Briefing: 20 07/08/2017  

Résoudre le problème de l'encrassement biologique des navires est essentiel pour la protection de la biodiversité marine. Cela présente en outre l'avantage de réduire les émissions de gaz à effet de serre, puisque la trainée du navire est moindre. 

Fort du succès enregistré par le projet de partenariats GloBallast, le Fonds pour l'environnement mondial (FEM) vient d'approuver un nouveau projet visant à réduire au minimum le transfert d'espèces aquatiques envahissantes.

Le feu vert vient d'être donné pour la mise en place d'un nouveau projet mondial dont l'objectif est de soutenir la protection des écosystèmes marins face aux effets néfastes des espèces aquatiques envahissantes.

Le projet de partenariats GloFouling – fruit d'une collaboration entre le Fonds pour l'environnement mondial (FEM), le Programme des Nations Unies pour le développement (PNUD) et l'Organisation maritime internationale (OMI) – s'attaquera à la question du transfert des espèces aquatiques par le biais de l'encrassement biologique, c'est-à-dire l'accumulation d'organismes aquatiques sur la partie immergée de la coque ou de la structure des navires.

Le projet se concentrera sur l'application des Directives de l'OMI pour le contrôle et la gestion de l'encrassement biologique des navires en vue de réduire au minimum le transfert d'espèces aquatiques envahissantes.

Les invasions biologiques marines ont des répercussions environnementales et socioéconomiques considérables qui nuisent, entre autres, aux secteurs de la pêche et de la mariculture, et aux infrastructures côtières, menaçant ainsi les moyens d'existence des communautés côtières.

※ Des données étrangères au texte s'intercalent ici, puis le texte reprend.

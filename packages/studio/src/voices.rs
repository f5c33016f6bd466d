//! Speaker configuration to provider voice ids.

use std::collections::BTreeMap;
use std::path::Path;

use podcast_domain::{SessionId, SpeakerConfig, SpeakerSlot, VoiceId};
use tracing::info;

use crate::config::DefaultVoice;
use crate::error::{Result, StudioError};
use crate::provider::SpeechProvider;

/// Result of cloning one voice.
#[derive(Debug, Clone, PartialEq, Eq)]
pub struct ClonedVoice {
    pub voice_id: VoiceId,
    pub upload_trace_id: Option<String>,
    pub clone_trace_id: Option<String>,
}

/// Voice ids for both speakers plus what to tell the caller.
#[derive(Debug, Clone)]
pub struct PreparedVoices {
    pub speaker1: VoiceId,
    pub speaker2: VoiceId,
    pub logs: Vec<String>,
    /// `(api, trace_id)` in call order, e.g. `("speaker1_upload", "...")`
    pub trace_ids: Vec<(String, String)>,
}

#[derive(Debug, Clone)]
pub struct VoiceManager<P> {
    provider: P,
    default_voices: BTreeMap<String, DefaultVoice>,
}

impl<P: SpeechProvider> VoiceManager<P> {
    pub fn new(provider: P, default_voices: BTreeMap<String, DefaultVoice>) -> Self {
        Self {
            provider,
            default_voices,
        }
    }

    pub fn resolve_default(&self, voice_name: &str) -> Result<VoiceId> {
        self.default_voices
            .get(voice_name.trim())
            .map(|voice| VoiceId::new(&voice.voice_id))
            .ok_or_else(|| StudioError::UnknownVoice(voice_name.to_string()))
    }

    /// Upload `audio_file` and register it as a new voice for `slot`.
    pub async fn clone_voice(
        &self,
        slot: SpeakerSlot,
        audio_file: &Path,
        session: &SessionId,
    ) -> Result<ClonedVoice> {
        let voice_id = VoiceId::for_clone(slot, session);
        VoiceId::validate_custom(voice_id.id())?;

        let upload = self.provider.upload_voice_sample(audio_file).await?;
        let clone = self.provider.clone_voice(upload.value, &voice_id).await?;
        info!(speaker = %slot, voice_id = %voice_id, "voice cloned");

        Ok(ClonedVoice {
            voice_id,
            upload_trace_id: upload.trace_id,
            clone_trace_id: clone.trace_id,
        })
    }

    /// Resolve both speakers, cloning custom voices one after the other.
    pub async fn prepare_voices(
        &self,
        speaker1: &SpeakerConfig,
        speaker2: &SpeakerConfig,
        session: &SessionId,
    ) -> Result<PreparedVoices> {
        let mut logs = Vec::new();
        let mut trace_ids = Vec::new();

        let speaker1 = self
            .prepare_one(SpeakerSlot::Speaker1, speaker1, session, &mut logs, &mut trace_ids)
            .await?;
        let speaker2 = self
            .prepare_one(SpeakerSlot::Speaker2, speaker2, session, &mut logs, &mut trace_ids)
            .await?;

        Ok(PreparedVoices {
            speaker1,
            speaker2,
            logs,
            trace_ids,
        })
    }

    async fn prepare_one(
        &self,
        slot: SpeakerSlot,
        config: &SpeakerConfig,
        session: &SessionId,
        logs: &mut Vec<String>,
        trace_ids: &mut Vec<(String, String)>,
    ) -> Result<VoiceId> {
        let label = slot.script_label();
        let wrap = |source| StudioError::VoicePreparation {
            slot,
            source: Box::new(source),
        };

        match config {
            SpeakerConfig::Default { voice_name } => {
                let voice_id = self.resolve_default(voice_name).map_err(wrap)?;
                logs.push(format!("{label} uses default voice {voice_name} ({voice_id})"));
                Ok(voice_id)
            }
            SpeakerConfig::Custom { audio_file } => {
                logs.push(format!("Cloning custom voice for {label}..."));
                let cloned = self
                    .clone_voice(slot, audio_file, session)
                    .await
                    .map_err(wrap)?;
                logs.push(format!("{label} voice cloned: {}", cloned.voice_id));
                for (api, trace_id) in [
                    (slot.upload_trace_key(), cloned.upload_trace_id),
                    (slot.clone_trace_key(), cloned.clone_trace_id),
                ] {
                    if let Some(trace_id) = trace_id.filter(|t| !t.is_empty()) {
                        trace_ids.push((api, trace_id));
                    }
                }
                Ok(cloned.voice_id)
            }
        }
    }
}

#[cfg(test)]
mod tests {
    use super::*;
    use crate::config::default_voices;
    use crate::testing::FakeProvider;

    fn manager(fake: &FakeProvider) -> VoiceManager<FakeProvider> {
        VoiceManager::new(fake.clone(), default_voices())
    }

    #[tokio::test]
    async fn default_voices_need_no_provider_calls() {
        let fake = FakeProvider::new();
        let prepared = manager(&fake)
            .prepare_voices(
                &SpeakerConfig::default_voice("mini"),
                &SpeakerConfig::default_voice("max"),
                &SessionId::generate(),
            )
            .await
            .unwrap();
        assert_eq!(prepared.speaker1.id(), "female-shaonv");
        assert_eq!(prepared.speaker2.id(), "male-qn-jingying");
        assert!(prepared.trace_ids.is_empty());
        assert_eq!(prepared.logs.len(), 2);
        assert!(fake.calls().is_empty());
    }

    #[tokio::test]
    async fn custom_voice_is_uploaded_then_cloned() {
        let fake = FakeProvider::new();
        let session = SessionId::generate();
        let prepared = manager(&fake)
            .prepare_voices(
                &SpeakerConfig::default_voice("mini"),
                &SpeakerConfig::custom("/uploads/s_speaker2_a.wav"),
                &session,
            )
            .await
            .unwrap();

        let expected = format!("podcast2{}", session.short_hex(12));
        assert_eq!(prepared.speaker2.id(), expected);
        assert_eq!(
            prepared.trace_ids,
            vec![
                ("speaker2_upload".to_string(), "trace-upload".to_string()),
                ("speaker2_clone".to_string(), "trace-clone".to_string()),
            ]
        );
        assert_eq!(
            fake.calls(),
            vec![
                "upload:/uploads/s_speaker2_a.wav".to_string(),
                format!("clone:42:{expected}"),
            ]
        );
    }

    #[tokio::test]
    async fn failures_name_the_speaker() {
        let fake = FakeProvider::new();
        fake.fail_upload();
        let err = manager(&fake)
            .prepare_voices(
                &SpeakerConfig::custom("/uploads/a.wav"),
                &SpeakerConfig::default_voice("max"),
                &SessionId::generate(),
            )
            .await
            .unwrap_err();
        assert!(err.to_string().starts_with("Failed to prepare voice for Speaker1"));

        let err = manager(&fake)
            .prepare_voices(
                &SpeakerConfig::default_voice("mini"),
                &SpeakerConfig::default_voice("nobody"),
                &SessionId::generate(),
            )
            .await
            .unwrap_err();
        assert!(matches!(
            err,
            StudioError::VoicePreparation {
                slot: SpeakerSlot::Speaker2,
                ..
            }
        ));
    }
}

Le projet GloFouling s'appuiera sur le succès du projet de partenariats GloBallast – également à l'initiative du FEM, du PNUD et de l'OMI – qui a permis de soutenir l'application de la Convention sur la gestion des eaux de ballast (Convention BWM) au travers d'activités de renforcement des capacités. La Convention BWM vise à réduire le transfert d'organismes aquatiques nuisibles et d'agents pathogènes dans les eaux de ballast des navires.

Ce nouveau projet renforcera les capacités des pays en développement en vue de réduire le transfert transfrontalier d'espèces aquatiques envahissantes par le biais de l'encrassement biologique. M. Stefan Micallef, Directeur de la Division du milieu marin de l'OMI, a ainsi déclaré : « L'OMI est à l'avant-garde des efforts internationaux visant à enrayer le transfert d'espèces aquatiques envahissantes par les navires. Tenter de résoudre le problème de l'encrassement de la coque des navires est essentiel si nous souhaitons protéger la biodiversité marine. Cela présente en outre l'avantage de réduire les émissions de gaz à effet de serre, puisque la trainée du navire est moindre. »

La collaboration entre le FEM, le PNUD et l'OMI s'est d'ores et déjà avérée extrêmement fructueuse par l'intermédiaire de son modèle d'exécution en trois étapes, le modèle « Glo-X ». Celui-ci a en effet permis : de mener un certain nombre de réformes juridiques, politiques et institutionnelles ; de conduire des activités de renforcement des capacités ; et de favoriser le transfert de technologies grâce à la mise en place de partenariats public-privé aux échelles mondiale, régionale et nationale. Parmi ces belles réussites figurent le projet GloBallast, dont la mission a été accomplie en 2017, et le projet GloMEEP, dont l'objectif est de soutenir l'adoption et la mise en œuvre de mesures relatives au rendement énergétique des navires.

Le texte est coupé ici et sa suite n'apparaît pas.